WORK TASK = Go through the following data and transcribe exactly the stretch of lines from the one holding "use crate::error::CliError;" to the one holding "A finished build", both included.

DATASET RECORDS =
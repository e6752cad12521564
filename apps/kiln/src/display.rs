//! Output rendering and formatting

use crate::error::CliError;
use comfy_table::{presets::UTF8_FULL, Attribute, Cell, ContentArrangement, Table};
use console::{Style, Term};
use kiln_builder::BuildPlan;
use kiln_types::{BuildReport, ColorChoice, ImageDescriptor};
use serde::Serialize;
use std::io;

/// Result of a CLI command, ready to render
#[derive(Debug, Serialize)]
#[serde(tag = "type", content = "data", rename_all = "snake_case")]
pub enum OperationResult {
    /// A finished build
    BuildReport(BuildReport),
    /// The resolved step list of a recipe
    Plan(BuildPlan),
    /// Descriptor of an existing image
    Image(ImageDescriptor),
}

impl OperationResult {
    /// Serialize to pretty JSON
    ///
    /// # Errors
    ///
    /// Returns an error if serialization fails.
    pub fn to_json(&self) -> Result<String, serde_json::Error> {
        serde_json::to_string_pretty(self)
    }
}

#[derive(Serialize)]
struct ErrorOutput<'a> {
    error: String,
    #[serde(skip_serializing_if = "Option::is_none")]
    code: Option<&'a str>,
    #[serde(skip_serializing_if = "Option::is_none")]
    failed_step: Option<usize>,
    #[serde(skip_serializing_if = "Option::is_none")]
    detail: Option<&'a kiln_errors::Error>,
}

impl<'a> ErrorOutput<'a> {
    fn new(error: &'a CliError) -> Self {
        Self {
            error: error.to_string(),
            code: error.code(),
            failed_step: error.failed_step(),
            detail: error.detail(),
        }
    }
}

/// Output renderer for CLI results
#[derive(Clone)]
pub struct OutputRenderer {
    /// Use JSON output format
    json_output: bool,
    /// Color configuration
    color_choice: ColorChoice,
    /// Terminal instance
    term: Term,
}

impl OutputRenderer {
    /// Create new output renderer
    pub fn new(json_output: bool, color_choice: ColorChoice) -> Self {
        Self {
            json_output,
            color_choice,
            term: Term::stdout(),
        }
    }

    /// Render operation result
    pub fn render_result(&self, result: &OperationResult) -> io::Result<()> {
        if self.json_output {
            self.render_json(result)
        } else {
            self.render_table(result)
        }
    }

    /// Render a failure. In JSON mode the error goes to stdout as an object so
    /// callers always get one JSON document; otherwise it goes to stderr.
    pub fn render_error(&self, error: &CliError) -> io::Result<()> {
        if self.json_output {
            let json = serde_json::to_string_pretty(&ErrorOutput::new(error)).map_err(io::Error::other)?;
            println!("{json}");
        } else {
            let label = self.style(Style::new().red().bold()).apply_to("Error:");
            eprintln!("{label} {error}");
        }
        Ok(())
    }

    /// Render as JSON
    fn render_json(&self, result: &OperationResult) -> io::Result<()> {
        let json = result.to_json().map_err(io::Error::other)?;
        println!("{json}");
        Ok(())
    }

    /// Render as formatted table
    fn render_table(&self, result: &OperationResult) -> io::Result<()> {
        match result {
            OperationResult::BuildReport(report) => self.render_build_report(report),
            OperationResult::Plan(plan) => self.render_plan(plan),
            OperationResult::Image(descriptor) => self.render_image(descriptor),
        }
    }

    fn render_build_report(&self, report: &BuildReport) -> io::Result<()> {
        let heading = self.style(Style::new().bold()).apply_to("Build Summary");
        println!("{heading}");
        println!();
        println!("Image:    {}", report.image);
        println!("Base:     {}", report.base_image);
        println!("Output:   {}", report.output_path.display());
        println!("Steps:    {}", report.steps_executed);
        println!(
            "Startup:  {}",
            report.startup_command.as_deref().unwrap_or("(none)")
        );
        println!("Duration: {}ms", report.duration_ms);

        Ok(())
    }

    fn render_plan(&self, plan: &BuildPlan) -> io::Result<()> {
        let heading = self.style(Style::new().bold()).apply_to(plan.reference());
        println!("{heading} from {}", plan.base_image);

        if !plan.environment.is_empty() {
            println!();
            for (key, value) in &plan.environment {
                println!("  {key}={value}");
            }
        }
        println!();

        let mut table = self.new_table();
        table.set_header(vec![
            Cell::new("#").add_attribute(Attribute::Bold),
            Cell::new("Action").add_attribute(Attribute::Bold),
            Cell::new("Arguments").add_attribute(Attribute::Bold),
        ]);

        for step in &plan.steps {
            table.add_row(vec![
                Cell::new(step.index),
                Cell::new(step.kind.name()),
                Cell::new(step.kind.arguments().join("  ")),
            ]);
        }

        println!("{table}");
        Ok(())
    }

    fn render_image(&self, descriptor: &ImageDescriptor) -> io::Result<()> {
        let mut table = self.new_table();
        table.set_header(vec![
            Cell::new("Field").add_attribute(Attribute::Bold),
            Cell::new("Value").add_attribute(Attribute::Bold),
        ]);

        table.add_row(vec![Cell::new("Image"), Cell::new(descriptor.reference())]);
        table.add_row(vec![Cell::new("Base"), Cell::new(&descriptor.base_image)]);
        table.add_row(vec![
            Cell::new("Working dir"),
            Cell::new(&descriptor.working_dir),
        ]);
        table.add_row(vec![
            Cell::new("Startup"),
            Cell::new(descriptor.startup_command.as_deref().unwrap_or("(none)")),
        ]);
        table.add_row(vec![Cell::new("Steps"), Cell::new(descriptor.steps)]);
        table.add_row(vec![
            Cell::new("Rootfs"),
            Cell::new(descriptor.rootfs.display()),
        ]);
        table.add_row(vec![
            Cell::new("Created"),
            Cell::new(descriptor.created_at.format("%Y-%m-%d %H:%M:%S UTC")),
        ]);
        for (key, value) in &descriptor.environment {
            table.add_row(vec![Cell::new(format!("env {key}")), Cell::new(value)]);
        }

        println!("{table}");
        Ok(())
    }

    fn new_table(&self) -> Table {
        let mut table = Table::new();
        table
            .load_preset(UTF8_FULL)
            .set_content_arrangement(ContentArrangement::Dynamic);
        if !self.colors_enabled() {
            table.force_no_tty();
        }
        table
    }

    fn style(&self, style: Style) -> Style {
        if self.colors_enabled() {
            style.force_styling(true)
        } else {
            style.force_styling(false)
        }
    }

    fn colors_enabled(&self) -> bool {
        match self.color_choice {
            ColorChoice::Always => true,
            ColorChoice::Never => false,
            ColorChoice::Auto => self.term.features().colors_supported(),
        }
    }
}

#[cfg(test)]
mod tests {
    use super::*;
    use kiln_types::StepKind;

    #[test]
    fn test_plan_json_shape() {
        let plan = BuildPlan::new(
            "app",
            "1.0",
            "python:3.12",
            vec![
                StepKind::CreateDirectory {
                    path: "/app".to_string(),
                },
                StepKind::SetStartupCommand {
                    command: "python main.py".to_string(),
                },
            ],
        );

        let json = OperationResult::Plan(plan).to_json().unwrap();
        let value: serde_json::Value = serde_json::from_str(&json).unwrap();
        assert_eq!(value["type"], "plan");
        assert_eq!(value["data"]["base_image"], "python:3.12");
        assert_eq!(value["data"]["steps"][1]["index"], 2);
        assert_eq!(value["data"]["steps"][1]["kind"], "set-startup-command");
    }

    #[test]
    fn test_error_json_carries_structured_detail() {
        let io = std::io::Error::new(std::io::ErrorKind::NotFound, "missing");
        let error = CliError::Build(
            kiln_errors::Error::io_with_path(&io, "/src/manifest").at_step(3, "copy-files"),
        );

        let value = serde_json::to_value(ErrorOutput::new(&error)).unwrap();
        assert_eq!(value["failed_step"], 3);
        assert_eq!(value["code"], "error.io");
        let detail = &value["detail"]["StepFailed"];
        assert_eq!(detail["kind"], "copy-files");
        assert_eq!(detail["source"]["Io"]["kind"], "NotFound");
        assert_eq!(detail["source"]["Io"]["path"], "/src/manifest");

        let parsed: kiln_errors::Error = serde_json::from_value(value["detail"].clone()).unwrap();
        assert!(matches!(
            parsed.root_cause(),
            kiln_errors::Error::Io {
                kind: std::io::ErrorKind::NotFound,
                ..
            }
        ));

        let args = CliError::InvalidArguments("bad".into());
        let value = serde_json::to_value(ErrorOutput::new(&args)).unwrap();
        assert!(value.get("detail").is_none());
    }

    #[test]
    fn test_colors_follow_choice() {
        assert!(OutputRenderer::new(false, ColorChoice::Always).colors_enabled());
        assert!(!OutputRenderer::new(false, ColorChoice::Never).colors_enabled());
    }
}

EXERCISE RESULT =
use crate::error::CliError;
use comfy_table::{presets::UTF8_FULL, Attribute, Cell, ContentArrangement, Table};
use console::{Style, Term};
use kiln_builder::BuildPlan;
use kiln_types::{BuildReport, ColorChoice, ImageDescriptor};
use serde::Serialize;
use std::io;

/// Result of a CLI command, ready to render
#[derive(Debug, Serialize)]
#[serde(tag = "type", content = "data", rename_all = "snake_case")]
pub enum OperationResult {
    /// A finished build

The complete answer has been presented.